*Work item*. Go through the listing below and show each line that has the word "when".
[Record set]
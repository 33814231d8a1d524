//! Render configuration.
//!
//! Every field has a serde default, so a YAML file only needs to name the
//! settings it changes. Precedence: explicit builder calls > file > defaults.

use std::path::Path;

use serde::{Deserialize, Serialize};

use crate::error::{Error, Result};

/// Panel geometry in visual units.
#[derive(Debug, Clone, PartialEq, Serialize, Deserialize)]
pub struct LayoutConfig {
    /// Width of a single panel.
    #[serde(default = "default_panel_width")]
    pub panel_width: f32,

    /// Height of a single panel.
    #[serde(default = "default_panel_height")]
    pub panel_height: f32,

    /// Gap between neighbouring panels.
    #[serde(default = "default_panel_spacing")]
    pub panel_spacing: f32,
}

fn default_panel_width() -> f32 {
    400.0
}
fn default_panel_height() -> f32 {
    300.0
}
fn default_panel_spacing() -> f32 {
    10.0
}

impl Default for LayoutConfig {
    fn default() -> Self {
        Self {
            panel_width: default_panel_width(),
            panel_height: default_panel_height(),
            panel_spacing: default_panel_spacing(),
        }
    }
}

/// Scale training settings.
#[derive(Debug, Clone, PartialEq, Serialize, Deserialize)]
pub struct ScaleConfig {
    /// Multiplicative expansion applied to each end of a continuous domain.
    #[serde(default = "default_expand_mult")]
    pub expand_mult: f32,

    /// Additive expansion (in level units) applied to each end of a discrete domain.
    #[serde(default = "default_discrete_expand")]
    pub discrete_expand: f32,

    /// Target number of axis breaks for continuous scales.
    #[serde(default = "default_axis_breaks")]
    pub axis_breaks: usize,
}

fn default_expand_mult() -> f32 {
    0.05
}
fn default_discrete_expand() -> f32 {
    0.6
}
fn default_axis_breaks() -> usize {
    5
}

impl Default for ScaleConfig {
    fn default() -> Self {
        Self {
            expand_mult: default_expand_mult(),
            discrete_expand: default_discrete_expand(),
            axis_breaks: default_axis_breaks(),
        }
    }
}

/// Defaults for statistical transforms.
#[derive(Debug, Clone, PartialEq, Serialize, Deserialize)]
pub struct StatConfig {
    /// Bin count when neither `binwidth` nor `breaks` is given.
    #[serde(default = "default_bins")]
    pub bins: usize,

    /// Grid resolution of kernel density estimates.
    #[serde(default = "default_density_points")]
    pub density_points: usize,

    /// Number of points on a fitted smoothing curve.
    #[serde(default = "default_smooth_points")]
    pub smooth_points: usize,

    /// Confidence level of smoothing ribbons.
    #[serde(default = "default_confidence_level")]
    pub confidence_level: f32,

    /// Group size above which local regression is replaced by the
    /// large-sample method.
    #[serde(default = "default_large_sample_threshold")]
    pub large_sample_threshold: usize,

    /// Default span of local regression.
    #[serde(default = "default_span")]
    pub span: f32,

    /// Largest bin count `bins` or `binwidth` may produce.
    #[serde(default = "default_max_bins")]
    pub max_bins: usize,
}

fn default_bins() -> usize {
    30
}
fn default_density_points() -> usize {
    512
}
fn default_smooth_points() -> usize {
    80
}
fn default_confidence_level() -> f32 {
    0.95
}
fn default_large_sample_threshold() -> usize {
    1000
}
fn default_span() -> f32 {
    0.75
}
fn default_max_bins() -> usize {
    10_000
}

impl Default for StatConfig {
    fn default() -> Self {
        Self {
            bins: default_bins(),
            density_points: default_density_points(),
            smooth_points: default_smooth_points(),
            confidence_level: default_confidence_level(),
            large_sample_threshold: default_large_sample_threshold(),
            span: default_span(),
            max_bins: default_max_bins(),
        }
    }
}

/// Default mark sizes, as fractions of data resolution or visual units.
#[derive(Debug, Clone, PartialEq, Serialize, Deserialize)]
pub struct GeomConfig {
    /// Marker diameter for unmapped point size.
    #[serde(default = "default_point_size")]
    pub point_size: f32,

    /// Stroke width of lines and outlines.
    #[serde(default = "default_line_width")]
    pub line_width: f32,

    /// Bar width as a fraction of the x resolution.
    #[serde(default = "default_bar_width")]
    pub bar_width: f32,

    /// Box width as a fraction of the x resolution.
    #[serde(default = "default_box_width")]
    pub box_width: f32,

    /// Violin width as a fraction of the x resolution.
    #[serde(default = "default_violin_width")]
    pub violin_width: f32,

    /// Jitter amplitude as a fraction of the data resolution.
    #[serde(default = "default_jitter")]
    pub jitter: f32,
}

fn default_point_size() -> f32 {
    4.0
}
fn default_line_width() -> f32 {
    1.0
}
fn default_bar_width() -> f32 {
    0.9
}
fn default_box_width() -> f32 {
    0.75
}
fn default_violin_width() -> f32 {
    0.9
}
fn default_jitter() -> f32 {
    0.4
}

impl Default for GeomConfig {
    fn default() -> Self {
        Self {
            point_size: default_point_size(),
            line_width: default_line_width(),
            bar_width: default_bar_width(),
            box_width: default_box_width(),
            violin_width: default_violin_width(),
            jitter: default_jitter(),
        }
    }
}

/// Complete render configuration.
#[derive(Debug, Clone, Default, PartialEq, Serialize, Deserialize)]
pub struct RenderConfig {
    /// Panel layout.
    #[serde(default)]
    pub layout: LayoutConfig,

    /// Scale training.
    #[serde(default)]
    pub scales: ScaleConfig,

    /// Stat defaults.
    #[serde(default)]
    pub stats: StatConfig,

    /// Geom defaults.
    #[serde(default)]
    pub geoms: GeomConfig,
}

impl RenderConfig {
    /// Creates a configuration with default values.
    #[must_use]
    pub fn new() -> Self {
        Self::default()
    }

    /// Loads configuration from a YAML file.
    ///
    /// # Errors
    ///
    /// Returns an error if the file cannot be read, parsed, or fails validation.
    pub fn load(path: impl AsRef<Path>) -> Result<Self> {
        let content = std::fs::read_to_string(path.as_ref())?;
        Self::from_yaml_str(&content)
    }

    /// Parses configuration from a YAML string.
    ///
    /// # Errors
    ///
    /// Returns an error with line number if parsing fails, or if validation fails.
    pub fn from_yaml_str(yaml: &str) -> Result<Self> {
        let config: Self = serde_yaml_ng::from_str(yaml).map_err(|e| {
            let line = e.location().map(|l| l.line()).unwrap_or(0);
            Error::Config(format!("line {line}: {e}"))
        })?;
        config.validate()?;
        Ok(config)
    }

    /// Checks that every setting is usable.
    ///
    /// # Errors
    ///
    /// Returns [`Error::Config`] naming the first invalid setting.
    pub fn validate(&self) -> Result<()> {
        let positive = [
            ("layout.panel_width", self.layout.panel_width),
            ("layout.panel_height", self.layout.panel_height),
            ("stats.span", self.stats.span),
            ("geoms.point_size", self.geoms.point_size),
        ];
        for (name, value) in positive {
            if !(value.is_finite() && value > 0.0) {
                return Err(Error::Config(format!("{name} must be positive, got {value}")));
            }
        }
        if self.layout.panel_spacing < 0.0 || self.scales.expand_mult < 0.0 {
            return Err(Error::Config("spacing and expansion must be non-negative".into()));
        }
        if !(self.stats.confidence_level > 0.0 && self.stats.confidence_level < 1.0) {
            return Err(Error::Config(format!(
                "stats.confidence_level must be in (0, 1), got {}",
                self.stats.confidence_level
            )));
        }
        if self.stats.bins == 0 || self.stats.density_points < 2 || self.stats.smooth_points < 2 {
            return Err(Error::Config("bin and grid counts must be at least 1 and 2".into()));
        }
        if self.stats.bins > self.stats.max_bins {
            return Err(Error::Config(format!(
                "stats.bins ({}) exceeds stats.max_bins ({})",
                self.stats.bins, self.stats.max_bins
            )));
        }
        Ok(())
    }
}
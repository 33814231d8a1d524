//! Loess smoothing backed by the `lowess` crate.

use lowess::prelude::*;

use crate::error::{Error, Result};

use super::{FittedCurve, Prediction};

/// Fitted values and standard errors at each distinct x, ascending.
///
/// Predictions between observations interpolate linearly; outside the data
/// range they hold the nearest end value.
#[derive(Debug, Clone, PartialEq)]
pub struct LocalFit {
    x: Vec<f64>,
    y: Vec<f64>,
    se: Vec<f64>,
}

impl LocalFit {
    /// Fit with `span` as the fraction of points in each local window.
    /// Spans above 1 use the whole data set.
    ///
    /// # Errors
    ///
    /// Returns [`Error::Fit`] when the smoother rejects the data or the span.
    pub fn new(x: &[f64], y: &[f64], span: f64) -> Result<Self> {
        let model = Lowess::new()
            .fraction(span.min(1.0))
            .iterations(0)
            .delta(0.0)
            .return_se()
            .adapter(Batch)
            .build()?;
        let result = model.fit(x, y)?;

        let se = result.standard_errors.unwrap_or_else(|| vec![0.0; result.y.len()]);
        let mut points: Vec<(f64, f64, f64)> =
            result.x.iter().zip(&result.y).zip(&se).map(|((&xi, &yi), &si)| (xi, yi, si)).collect();
        points.sort_by(|a, b| a.0.total_cmp(&b.0));
        points.dedup_by(|next, kept| next.0 == kept.0);

        if points.iter().any(|p| !p.1.is_finite()) {
            return Err(Error::Fit("loess produced non-finite fitted values".into()));
        }

        let mut fit = Self { x: Vec::with_capacity(points.len()), y: Vec::new(), se: Vec::new() };
        for (xi, yi, si) in points {
            fit.x.push(xi);
            fit.y.push(yi);
            fit.se.push(if si.is_finite() { si.max(0.0) } else { 0.0 });
        }
        Ok(fit)
    }

    fn interpolate(&self, x0: f64) -> (f64, f64) {
        let last = self.x.len() - 1;
        if x0 <= self.x[0] {
            return (self.y[0], self.se[0]);
        }
        if x0 >= self.x[last] {
            return (self.y[last], self.se[last]);
        }
        let hi = self.x.partition_point(|&xi| xi < x0);
        let lo = hi - 1;
        let t = (x0 - self.x[lo]) / (self.x[hi] - self.x[lo]);
        (self.y[lo] + t * (self.y[hi] - self.y[lo]), self.se[lo] + t * (self.se[hi] - self.se[lo]))
    }
}

impl FittedCurve for LocalFit {
    fn predict(&self, x: f32) -> Prediction {
        let (y, se) = self.interpolate(f64::from(x));
        Prediction { y: y as f32, se: se as f32 }
    }
}

impl From<LowessError> for Error {
    fn from(err: LowessError) -> Self {
        Error::Fit(err.to_string())
    }
}
//! Benchmark for scene rendering.

use criterion::{black_box, criterion_group, criterion_main, BenchmarkId, Criterion};
use trueno_gg::prelude::*;

fn dataset(size: usize) -> DataFrame {
    let x: Vec<f32> = (0..size).map(|i| i as f32 / size as f32 * 10.0).collect();
    let y: Vec<f32> = x.iter().map(|v| v.sin() * 3.0 + v).collect();
    let g: Vec<&str> = (0..size).map(|i| ["a", "b", "c"][i % 3]).collect();
    let mut df = DataFrame::new();
    df.add_column_f32("x", &x).unwrap();
    df.add_column_f32("y", &y).unwrap();
    df.add_column_str("g", &g).unwrap();
    df
}

fn point_benchmark(c: &mut Criterion) {
    let mut group = c.benchmark_group("point_plot");

    for size in [100, 1_000, 10_000, 100_000] {
        let plot = GGPlot::new(dataset(size), Aes::xy("x", "y").colour("g"))
            .geom(Geom::point())
            .facet(FacetSpec::wrap("g"));

        group.bench_with_input(BenchmarkId::from_parameter(size), &size, |b, _| {
            b.iter(|| black_box(&plot).render().unwrap());
        });
    }

    group.finish();
}

fn smooth_benchmark(c: &mut Criterion) {
    let mut group = c.benchmark_group("smooth_plot");

    // Loess below the large-sample threshold, gam above it.
    for size in [100, 900, 3_000] {
        let plot = GGPlot::new(dataset(size), Aes::xy("x", "y")).geom(Geom::smooth());

        group.bench_with_input(BenchmarkId::from_parameter(size), &size, |b, _| {
            b.iter(|| black_box(&plot).render().unwrap());
        });
    }

    group.finish();
}

fn histogram_benchmark(c: &mut Criterion) {
    let mut group = c.benchmark_group("histogram_plot");

    for size in [1_000, 100_000] {
        let plot = GGPlot::new(dataset(size), Aes::new().x("y").fill("g")).geom(Geom::histogram());

        group.bench_with_input(BenchmarkId::from_parameter(size), &size, |b, _| {
            b.iter(|| black_box(&plot).render().unwrap());
        });
    }

    group.finish();
}

criterion_group!(benches, point_benchmark, smooth_benchmark, histogram_benchmark);
criterion_main!(benches);
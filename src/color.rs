//! Color values for resolved style channels.
//!
//! Fixed colours arrive as names or hex strings (`"blue"`, `"#1f77b4"`);
//! mapped colours come from the default discrete hue palette or the
//! continuous two-stop gradient used by the colour scale.

use serde::{Deserialize, Serialize};

use crate::error::{Error, Result};

/// RGBA color with 8-bit components.
#[derive(Debug, Clone, Copy, PartialEq, Eq, Hash, Default, Serialize, Deserialize)]
pub struct Rgba {
    /// Red component (0-255).
    pub r: u8,
    /// Green component (0-255).
    pub g: u8,
    /// Blue component (0-255).
    pub b: u8,
    /// Alpha component (0-255, 255 = fully opaque).
    pub a: u8,
}

impl Rgba {
    /// Fully transparent black.
    pub const TRANSPARENT: Self = Self::new(0, 0, 0, 0);
    /// Opaque black.
    pub const BLACK: Self = Self::new(0, 0, 0, 255);
    /// Opaque white.
    pub const WHITE: Self = Self::new(255, 255, 255, 255);
    /// Opaque red.
    pub const RED: Self = Self::new(255, 0, 0, 255);
    /// Opaque green.
    pub const GREEN: Self = Self::new(0, 255, 0, 255);
    /// Opaque blue.
    pub const BLUE: Self = Self::new(0, 0, 255, 255);
    /// Mid grey.
    pub const GREY: Self = Self::new(190, 190, 190, 255);
    /// Default ink for unmapped marks.
    pub const INK: Self = Self::new(51, 51, 51, 255);
    /// Default fill for unmapped areas.
    pub const AREA: Self = Self::new(89, 89, 89, 255);
    /// Default smoothing line colour.
    pub const SMOOTH: Self = Self::new(51, 102, 255, 255);

    /// Low end of the continuous colour gradient.
    pub const GRADIENT_LOW: Self = Self::rgb(19, 43, 67);
    /// High end of the continuous colour gradient.
    pub const GRADIENT_HIGH: Self = Self::rgb(86, 177, 247);

    /// Create a new RGBA color.
    #[must_use]
    pub const fn new(r: u8, g: u8, b: u8, a: u8) -> Self {
        Self { r, g, b, a }
    }

    /// Create an opaque RGB color (alpha = 255).
    #[must_use]
    pub const fn rgb(r: u8, g: u8, b: u8) -> Self {
        Self::new(r, g, b, 255)
    }

    /// Linear interpolation between two colors.
    #[must_use]
    pub fn lerp(self, other: Self, t: f32) -> Self {
        let t = t.clamp(0.0, 1.0);
        let inv_t = 1.0 - t;

        Self::new(
            (f32::from(self.r) * inv_t + f32::from(other.r) * t) as u8,
            (f32::from(self.g) * inv_t + f32::from(other.g) * t) as u8,
            (f32::from(self.b) * inv_t + f32::from(other.b) * t) as u8,
            (f32::from(self.a) * inv_t + f32::from(other.a) * t) as u8,
        )
    }

    /// Parse a colour name or `#rrggbb` / `#rrggbbaa` hex string.
    ///
    /// # Errors
    ///
    /// Returns [`Error::InvalidParameter`] for unrecognized names or malformed hex.
    pub fn parse(text: &str) -> Result<Self> {
        let trimmed = text.trim();
        if let Some(hex) = trimmed.strip_prefix('#') {
            return parse_hex(hex).ok_or_else(|| invalid_colour(text));
        }

        let named = match trimmed.to_ascii_lowercase().as_str() {
            "black" => Self::BLACK,
            "white" => Self::WHITE,
            "red" => Self::RED,
            "green" => Self::rgb(0, 128, 0),
            "blue" => Self::BLUE,
            "grey" | "gray" => Self::GREY,
            "darkgrey" | "darkgray" => Self::rgb(169, 169, 169),
            "orange" => Self::rgb(255, 165, 0),
            "purple" => Self::rgb(128, 0, 128),
            "yellow" => Self::rgb(255, 255, 0),
            "steelblue" => Self::rgb(70, 130, 180),
            "transparent" => Self::TRANSPARENT,
            _ => return Err(invalid_colour(text)),
        };
        Ok(named)
    }
}

fn parse_hex(hex: &str) -> Option<Rgba> {
    let byte = |i: usize| hex.get(i..i + 2).and_then(|s| u8::from_str_radix(s, 16).ok());
    match hex.len() {
        6 => Some(Rgba::rgb(byte(0)?, byte(2)?, byte(4)?)),
        8 => Some(Rgba::new(byte(0)?, byte(2)?, byte(4)?, byte(6)?)),
        _ => None,
    }
}

fn invalid_colour(text: &str) -> Error {
    Error::InvalidParameter {
        name: "colour".to_string(),
        reason: format!("unrecognized colour '{text}'"),
    }
}

/// HSLA color with floating-point components.
#[derive(Debug, Clone, Copy, PartialEq, Default)]
pub struct Hsla {
    /// Hue (0.0-360.0 degrees).
    pub h: f32,
    /// Saturation (0.0-1.0).
    pub s: f32,
    /// Lightness (0.0-1.0).
    pub l: f32,
    /// Alpha (0.0-1.0).
    pub a: f32,
}

impl Hsla {
    /// Create a new HSLA color.
    #[must_use]
    pub const fn new(h: f32, s: f32, l: f32, a: f32) -> Self {
        Self { h, s, l, a }
    }

    /// Create an opaque HSL color (alpha = 1.0).
    #[must_use]
    pub const fn hsl(h: f32, s: f32, l: f32) -> Self {
        Self::new(h, s, l, 1.0)
    }

    /// Convert to RGBA.
    #[must_use]
    pub fn to_rgba(self) -> Rgba {
        let h = self.h.rem_euclid(360.0) / 360.0;
        let s = self.s;
        let l = self.l;

        let (r, g, b) = if s == 0.0 {
            (l, l, l)
        } else {
            let q = if l < 0.5 { l * (1.0 + s) } else { l + s - l * s };
            let p = 2.0 * l - q;

            (hue_to_rgb(p, q, h + 1.0 / 3.0), hue_to_rgb(p, q, h), hue_to_rgb(p, q, h - 1.0 / 3.0))
        };

        Rgba::new((r * 255.0) as u8, (g * 255.0) as u8, (b * 255.0) as u8, (self.a * 255.0) as u8)
    }
}

fn hue_to_rgb(p: f32, q: f32, mut t: f32) -> f32 {
    if t < 0.0 {
        t += 1.0;
    }
    if t > 1.0 {
        t -= 1.0;
    }

    if t < 1.0 / 6.0 {
        p + (q - p) * 6.0 * t
    } else if t < 1.0 / 2.0 {
        q
    } else if t < 2.0 / 3.0 {
        p + (q - p) * (2.0 / 3.0 - t) * 6.0
    } else {
        p
    }
}

impl From<Hsla> for Rgba {
    fn from(hsla: Hsla) -> Self {
        hsla.to_rgba()
    }
}

/// Palette slot `index` of an `n`-level hue palette.
///
/// Hues are evenly spaced starting at 15 degrees, so neighbouring levels
/// are maximally distinct for small `n`.
#[must_use]
pub fn hue_palette(index: usize, n: usize) -> Rgba {
    let n = n.max(1);
    let hue = 15.0 + 360.0 * (index % n) as f32 / n as f32;
    Hsla::hsl(hue, 0.65, 0.6).to_rgba()
}

#[cfg(test)]
mod tests {
    use super::*;

    #[test]
    fn test_rgba_lerp() {
        let mid = Rgba::BLACK.lerp(Rgba::WHITE, 0.5);
        assert_eq!(mid.r, 127);
        assert_eq!(mid.g, 127);
        assert_eq!(mid.b, 127);
    }

    #[test]
    fn test_lerp_boundaries() {
        assert_eq!(Rgba::BLACK.lerp(Rgba::WHITE, 0.0), Rgba::BLACK);
        assert_eq!(Rgba::BLACK.lerp(Rgba::WHITE, 1.0), Rgba::WHITE);
        assert_eq!(Rgba::BLACK.lerp(Rgba::WHITE, -0.5), Rgba::BLACK);
        assert_eq!(Rgba::BLACK.lerp(Rgba::WHITE, 1.5), Rgba::WHITE);
    }

    #[test]
    fn test_parse_named_and_hex() {
        assert_eq!(Rgba::parse("blue").unwrap(), Rgba::BLUE);
        assert_eq!(Rgba::parse("Grey").unwrap(), Rgba::GREY);
        assert_eq!(Rgba::parse("#ff8000").unwrap(), Rgba::rgb(255, 128, 0));
        assert_eq!(Rgba::parse("#ff800080").unwrap(), Rgba::new(255, 128, 0, 128));
    }

    #[test]
    fn test_parse_rejects_garbage() {
        assert!(Rgba::parse("blurple").is_err());
        assert!(Rgba::parse("#12345").is_err());
        assert!(Rgba::parse("#gg0000").is_err());
    }

    #[test]
    fn test_hsla_to_rgba() {
        let red = Hsla::hsl(0.0, 1.0, 0.5).to_rgba();
        assert_eq!((red.r, red.g, red.b), (255, 0, 0));

        let gray = Hsla::hsl(0.0, 0.0, 0.5).to_rgba();
        assert_eq!((gray.r, gray.g, gray.b), (127, 127, 127));
    }

    #[test]
    fn test_hsla_wraps_hue() {
        let a = Hsla::hsl(375.0, 0.65, 0.6).to_rgba();
        let b = Hsla::hsl(15.0, 0.65, 0.6).to_rgba();
        assert_eq!(a, b);
    }

    #[test]
    fn test_hue_palette_distinct() {
        let colours: Vec<Rgba> = (0..4).map(|i| hue_palette(i, 4)).collect();
        for i in 0..colours.len() {
            for j in (i + 1)..colours.len() {
                assert_ne!(colours[i], colours[j]);
            }
        }
        assert_eq!(hue_palette(4, 4), hue_palette(0, 4));
    }
}
//! Error types for trueno-gg operations.

use std::io;
use thiserror::Error;

/// Result type alias using [`Error`].
pub type Result<T> = std::result::Result<T, Error>;

/// Errors that can occur while building or rendering a plot.
#[derive(Error, Debug, Clone, PartialEq)]
pub enum Error {
    /// A mapping references a column that does not exist in the layer's data.
    #[error("Unknown column '{column}' (available: {available})")]
    UnknownColumn {
        /// Requested column name.
        column: String,
        /// Comma-separated list of the columns that do exist.
        available: String,
    },

    /// A group is too small for the selected statistic.
    #[error("Insufficient data for {stat}: group '{group}' has {found} observations, {required} required")]
    InsufficientData {
        /// Stat or fitting method name.
        stat: String,
        /// Human-readable group key.
        group: String,
        /// Observations required.
        required: usize,
        /// Observations present.
        found: usize,
    },

    /// A channel received both continuous and discrete data on one shared scale.
    #[error("Incompatible scale for '{channel}': {detail}")]
    IncompatibleScale {
        /// Channel name.
        channel: String,
        /// Description of the conflict.
        detail: String,
    },

    /// A computed mapping expression could not be parsed or evaluated.
    #[error("Invalid expression '{expr}': {reason}")]
    InvalidExpression {
        /// Expression source text.
        expr: String,
        /// Reason for the failure.
        reason: String,
    },

    /// A layer or stat parameter is out of range.
    #[error("Invalid parameter '{name}': {reason}")]
    InvalidParameter {
        /// Parameter name.
        name: String,
        /// Reason for the failure.
        reason: String,
    },

    /// A stat, geom or method name was not recognized.
    #[error("Unknown {kind} '{name}'")]
    UnknownName {
        /// Kind of name (stat, geom, method, ...).
        kind: &'static str,
        /// The unrecognized name.
        name: String,
    },

    /// Scale domain error (e.g., log of non-positive value).
    #[error("Scale domain error: {0}")]
    ScaleDomain(String),

    /// Empty data provided where non-empty is required.
    #[error("Empty data provided")]
    EmptyData,

    /// Data length mismatch between columns.
    #[error("Data length mismatch: column '{column}' has {len} rows, expected {expected}")]
    DataLengthMismatch {
        /// Column name.
        column: String,
        /// Length of the offending column.
        len: usize,
        /// Expected row count.
        expected: usize,
    },

    /// A curve fitter rejected its input.
    #[error("Curve fitting failed: {0}")]
    Fit(String),

    /// Configuration could not be parsed or failed validation.
    #[error("Configuration error: {0}")]
    Config(String),

    /// I/O error (config file loading).
    #[error("I/O error: {0}")]
    Io(String),

    /// Every error collected during the discovery pass.
    #[error("{} error(s) during scale discovery: {}", .0.len(), join_errors(.0))]
    Discovery(Vec<Error>),
}

impl Error {
    /// Build an [`Error::UnknownColumn`] listing the columns that are available.
    #[must_use]
    pub fn unknown_column<'a>(column: &str, available: impl IntoIterator<Item = &'a str>) -> Self {
        Error::UnknownColumn {
            column: column.to_string(),
            available: available.into_iter().collect::<Vec<_>>().join(", "),
        }
    }

    /// Flatten nested [`Error::Discovery`] values into their leaf errors.
    #[must_use]
    pub fn into_leaves(self) -> Vec<Error> {
        match self {
            Error::Discovery(errors) => errors.into_iter().flat_map(Error::into_leaves).collect(),
            other => vec![other],
        }
    }
}

impl From<io::Error> for Error {
    fn from(err: io::Error) -> Self {
        Error::Io(err.to_string())
    }
}

impl From<serde_yaml_ng::Error> for Error {
    fn from(err: serde_yaml_ng::Error) -> Self {
        Error::Config(err.to_string())
    }
}

fn join_errors(errors: &[Error]) -> String {
    errors.iter().map(ToString::to_string).collect::<Vec<_>>().join("; ")
}

#[cfg(test)]
mod tests {
    use super::*;

    #[test]
    fn test_unknown_column_lists_available() {
        let err = Error::unknown_column("hwy", ["displ", "cty"]);
        let msg = err.to_string();
        assert!(msg.contains("hwy"));
        assert!(msg.contains("displ, cty"));
    }

    #[test]
    fn test_insufficient_data_display() {
        let err = Error::InsufficientData {
            stat: "linear".into(),
            group: "f".into(),
            required: 2,
            found: 1,
        };
        assert!(err.to_string().contains("2 required"));
    }

    #[test]
    fn test_discovery_flattens() {
        let nested = Error::Discovery(vec![
            Error::EmptyData,
            Error::Discovery(vec![Error::ScaleDomain("x".into()), Error::EmptyData]),
        ]);
        assert!(nested.to_string().starts_with("2 error(s)"));
        assert_eq!(nested.into_leaves().len(), 3);
    }

    #[test]
    fn test_io_conversion() {
        let err: Error = io::Error::new(io::ErrorKind::NotFound, "missing").into();
        assert!(matches!(err, Error::Io(_)));
    }
}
[/Record set]
*Solution to the exercise*.
    /// Bin count when neither `binwidth` nor `breaks` is given.
    /// Returns [`Error::Fit`] when the smoother rejects the data or the span.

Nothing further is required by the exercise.